Public-Private Partnerships and the Budget

It’s noteworthy that the week before a budget that will supposedly accelerate infrastructure spending, the Finance Minister is announcing new management for PPP Canada.

Budget 2007 dictated that provinces and municipalities seeking federal infrastructure funding “be required to demonstrate that the option of undertaking the project as a public-private partnership has been fully considered.” As I have pointed out, given the current shortage of private capital, this requirement constitutes nothing but an artificial delay.

If Budget 2009 is serious about getting “shovels in the ground,” it will abandon this requirement if not dismantle PPP Canada altogether. Budget 2007 allocated $25 million over five years to establish and operate PPP Canada. Scrapping it would save more than cutting the PBO’s budget from $2.7 million to $1.8 million.

4 comments

  • P3s are bad. I’m really sure about this.

  • I hope a lot of things can change with the demise of the Harperites, including the demise of PPP Canada, Michael Wilson sent home from Washington, etc etc.

    Doesn’t it feel like the country has an old sweaty frayed shirt on? It’s time to do the laundry already.

  • In Québec as elsewhere in Canada P3 were all touted as the solution to all our infrastructure woes by Charest and cie, and god knows we have infrastructure problems, as anyone crossing the Qc Ontario border from the 401 to the 20 will feel.
    Anyhow, as the credit crunch grinds on some of these projects are now in danger of being halted for lack of funding. In December radio-canada announced that the procurement process for a new concert hall in Montreal had grind to a halt because the consortiums couldn’t find appropriate finance at costs that would make sense.
    http://www.radio-canada.ca/regions/Montreal/2008/12/05/004-salle-OSM-reportee_n.shtml
    Last week we found out that the financial engineering firm in one the consortiums bidding for the mega hospital P3 CHUM in Montreal had gone bankrupt… That lead to this entry in my “miniprogressive economics blog in français”
    http://cafca-uqam.blogspot.com/2009/01/ppp-la-fin-de-la-rcration-me-forget.html
    stating that all P3’s should be converted to conventional public finance projects for 2 reasons
    1. so that the infrastructure projects see the light of day in a reasonable delay
    2. because our financial system badly needs the good quality public bonds that will be sold to finance these projects.
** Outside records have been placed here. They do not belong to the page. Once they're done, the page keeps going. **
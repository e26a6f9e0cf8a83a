/// Errors from the browser boundary. The inference engine itself never fails.
use thiserror::Error;
use wasm_bindgen::JsValue;

#[derive(Debug, Error)]
pub enum Error {
    #[error("no window available")]
    NoWindow,

    #[error("window has no document")]
    NoDocument,

    #[error("invalid page location: {0}")]
    Location(String),

    #[error("navigation to {url} failed: {reason}")]
    Navigation { url: String, reason: String },

    #[error("storage access failed: {0}")]
    Storage(String),

    #[error("serialization failed: {0}")]
    Serialization(String),
}

impl From<serde_wasm_bindgen::Error> for Error {
    fn from(e: serde_wasm_bindgen::Error) -> Self {
        Error::Serialization(e.to_string())
    }
}

impl From<url::ParseError> for Error {
    fn from(e: url::ParseError) -> Self {
        Error::Location(e.to_string())
    }
}

impl From<Error> for JsValue {
    fn from(e: Error) -> Self {
        JsValue::from_str(&e.to_string())
    }
}

pub type Result<T> = std::result::Result<T, Error>;
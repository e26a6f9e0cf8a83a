/// WP Admin Switcher - browser extension that jumps between a WordPress
/// site's front end and its admin
/// Built with Rust + WASM + Yew

pub mod admin_bar;
pub mod content;
pub mod dom;
pub mod error;
pub mod keyboard;
pub mod message;
pub mod mode;
pub mod navigator;
pub mod page;
pub mod page_links;
pub mod post_id;
pub mod resolver;
pub mod settings;
mod storage;
pub mod ui;

use wasm_bindgen::prelude::*;

pub use resolver::{Destination, Switcher};

// Set up panic hook for better error messages in the browser console
#[wasm_bindgen(start)]
pub fn main() {
    console_error_panic_hook::set_once();
    wasm_logger::init(wasm_logger::Config::default());
}

// Re-export mode classification for the JavaScript glue
#[wasm_bindgen]
pub fn is_admin_mode(pathname: &str) -> bool {
    mode::is_admin_mode(pathname)
}

// Start the Yew app for the options page
#[wasm_bindgen]
pub fn start_options() {
    yew::Renderer::<ui::options::OptionsPage>::new().render();
}
/// In-page keyboard shortcut: Cmd/Ctrl + Shift + A

const KEY_A: u32 = 65;

/// The modifier state and key code of a keydown event
#[derive(Debug, Clone, Copy, Default, PartialEq, Eq)]
pub struct KeyPress {
    pub meta: bool,
    pub ctrl: bool,
    pub shift: bool,
    pub key_code: u32,
}

impl KeyPress {
    pub fn from_event(event: &web_sys::KeyboardEvent) -> Self {
        KeyPress {
            meta: event.meta_key(),
            ctrl: event.ctrl_key(),
            shift: event.shift_key(),
            key_code: event.key_code(),
        }
    }
}

pub fn is_toggle_shortcut(key: &KeyPress) -> bool {
    (key.meta || key.ctrl) && key.shift && key.key_code == KEY_A
}

#[cfg(test)]
mod tests {
    use super::*;

    fn press(meta: bool, ctrl: bool, shift: bool, key_code: u32) -> KeyPress {
        KeyPress { meta, ctrl, shift, key_code }
    }

    #[test]
    fn test_shortcut_accepted() {
        assert!(is_toggle_shortcut(&press(true, false, true, 65)));
        assert!(is_toggle_shortcut(&press(false, true, true, 65)));
        assert!(is_toggle_shortcut(&press(true, true, true, 65)));
    }

    #[test]
    fn test_shortcut_rejected() {
        assert!(!is_toggle_shortcut(&press(false, false, true, 65)));
        assert!(!is_toggle_shortcut(&press(true, false, false, 65)));
        assert!(!is_toggle_shortcut(&press(true, false, true, 66)));
        assert!(!is_toggle_shortcut(&KeyPress::default()));
    }
}
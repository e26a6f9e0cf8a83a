/// Links taken straight from the WordPress admin bar
use crate::page::{PageSource, Selector};

const fn admin_bar_link(item_id: &'static str) -> Selector {
    Selector::tag("a")
        .with_class("ab-item")
        .with_attr("href")
        .child_of(item_id)
}

pub const VIEW: Selector = admin_bar_link("wp-admin-bar-view");
pub const PREVIEW: Selector = admin_bar_link("wp-admin-bar-preview");
pub const SITE_NAME: Selector = admin_bar_link("wp-admin-bar-site-name");
pub const EDIT: Selector = admin_bar_link("wp-admin-bar-edit");

/// Candidates for leaving the admin, most specific first: the post being
/// edited, its preview, then the site home.
pub const FRONT_END_LINKS: [Selector; 3] = [VIEW, PREVIEW, SITE_NAME];

/// Candidates for entering the admin: the edit screen, then the dashboard.
pub const ADMIN_LINKS: [Selector; 2] = [EDIT, SITE_NAME];

/// Raw `href` of the admin bar anchor matching `selector`
pub fn url_from_admin_bar(page: &impl PageSource, selector: &Selector) -> Option<String> {
    page.query_first(selector)
        .and_then(|anchor| anchor.attribute("href").map(str::to_string))
        .filter(|href| !href.is_empty())
}

/// First candidate that resolves, in priority order
pub fn first_admin_bar_url(page: &impl PageSource, candidates: &[Selector]) -> Option<String> {
    candidates
        .iter()
        .find_map(|selector| url_from_admin_bar(page, selector))
}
    It also appeared to me that our finance minister, proud as she is of her integrity and transparency, should publish a review of stalled P3 projects and in the mean time have the honesty of subtracting the amounts budgeted for these projects from the stimulus package announced last week.

  • ‘Doing the laundry’ means cleaning up and getting our act together. That does not mean throwing the baby out with the bathwater. The Globe today is reporting that Harperites want to let foreign governments own our banks and that we have to integrate our energy policy with the US. Yesterday we heard Harper is going to subsidize the Mackenzie gas pipeline so that Arctic drilling can go ahead to fuel tar sands expansion. Then more oil can be sent down to the US…

    Why not just forget the preliminaries and rip up our Constitution and our Charter of Rights?

    And the bunk about decreasing reliance on Middle East oil- is that why there are increasing US troops being sent to Afghanistan, increasing Canadian-made munitions and weapons systems, and increasing Canadian tax dollars going to the pipeline development ‘mission’ over there?

    Imperial, Chevron, ExxonMobil, and their buddies at Gazprom, want it ALL. We hear that Russia is now going to be joining Harper in giving Afghanistan’s Karzai and his warlords more weapons to bomb the small farmers who want to keep their land along the pipeline route.

    What will happen in our Arctic, now that Harper’s tar sands buddies are doing deals with Russia’s Gazprom to exploit our fragile north? What kind of assault will they plan to eliminate the resistance of First Nations, Inuit, Indigenous Peoples, and Canadians along the route, who may want to retain their rights?

    What about the rest of the country, not to speak of the 55,000 species on the planet that are becoming extinct every year due to the uncontrolled behaviour of the world’s financial and political dinosaurs?

    We have a window of opportunity here, people, before the climate goes into a destructive feedback loop. It’s not a large window.

    We need a government that is going to seize the opportunity. Not in some half-hearted way, nor by mouthing platitudes while running in the opposite direction. We need people in government who have demonstrated resistance to financial and corporate polluters in the past, who we can rely on to do what needs to be done in the present.

    Harper and his dirty shirts don’t fit the bill anymore. Nor do those who just reach into the same bin.
    Laundry, guys. C’mon, you can do it.